TASK GOAL :: State the number of lines in these records holding "Serialize". Say nothing more.

Recorded data:
——————————
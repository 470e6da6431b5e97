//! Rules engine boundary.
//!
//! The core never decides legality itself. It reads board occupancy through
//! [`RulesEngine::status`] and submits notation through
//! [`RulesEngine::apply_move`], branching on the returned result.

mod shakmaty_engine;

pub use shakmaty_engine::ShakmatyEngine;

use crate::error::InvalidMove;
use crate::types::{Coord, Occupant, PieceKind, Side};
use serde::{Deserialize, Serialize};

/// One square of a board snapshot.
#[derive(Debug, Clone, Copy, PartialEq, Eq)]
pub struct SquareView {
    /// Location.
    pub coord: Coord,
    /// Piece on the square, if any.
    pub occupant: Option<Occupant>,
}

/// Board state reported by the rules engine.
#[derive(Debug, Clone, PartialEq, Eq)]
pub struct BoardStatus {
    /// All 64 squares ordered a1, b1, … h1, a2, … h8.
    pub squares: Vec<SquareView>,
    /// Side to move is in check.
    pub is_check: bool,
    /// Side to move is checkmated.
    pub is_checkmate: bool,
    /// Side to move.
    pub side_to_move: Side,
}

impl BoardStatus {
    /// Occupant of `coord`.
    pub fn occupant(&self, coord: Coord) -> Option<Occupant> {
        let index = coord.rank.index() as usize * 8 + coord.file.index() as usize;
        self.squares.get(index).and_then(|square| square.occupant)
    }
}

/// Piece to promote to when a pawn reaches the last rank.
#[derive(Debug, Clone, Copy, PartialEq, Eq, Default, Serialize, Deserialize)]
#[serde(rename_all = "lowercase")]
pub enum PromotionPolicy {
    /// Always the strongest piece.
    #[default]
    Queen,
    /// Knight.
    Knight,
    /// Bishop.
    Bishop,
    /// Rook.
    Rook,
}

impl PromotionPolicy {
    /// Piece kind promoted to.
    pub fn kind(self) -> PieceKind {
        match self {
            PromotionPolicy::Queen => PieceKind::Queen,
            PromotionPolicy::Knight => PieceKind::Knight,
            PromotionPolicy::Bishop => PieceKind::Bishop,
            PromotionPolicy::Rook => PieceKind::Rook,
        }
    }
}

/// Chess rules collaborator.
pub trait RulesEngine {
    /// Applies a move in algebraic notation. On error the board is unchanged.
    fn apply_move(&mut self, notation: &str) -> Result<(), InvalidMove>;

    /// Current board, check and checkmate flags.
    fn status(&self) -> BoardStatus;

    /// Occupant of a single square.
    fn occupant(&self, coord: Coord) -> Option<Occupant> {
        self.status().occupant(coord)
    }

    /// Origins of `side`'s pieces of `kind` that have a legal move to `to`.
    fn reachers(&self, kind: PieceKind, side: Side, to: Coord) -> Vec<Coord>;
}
——————————
ANSWER FOR THE TASK :: 2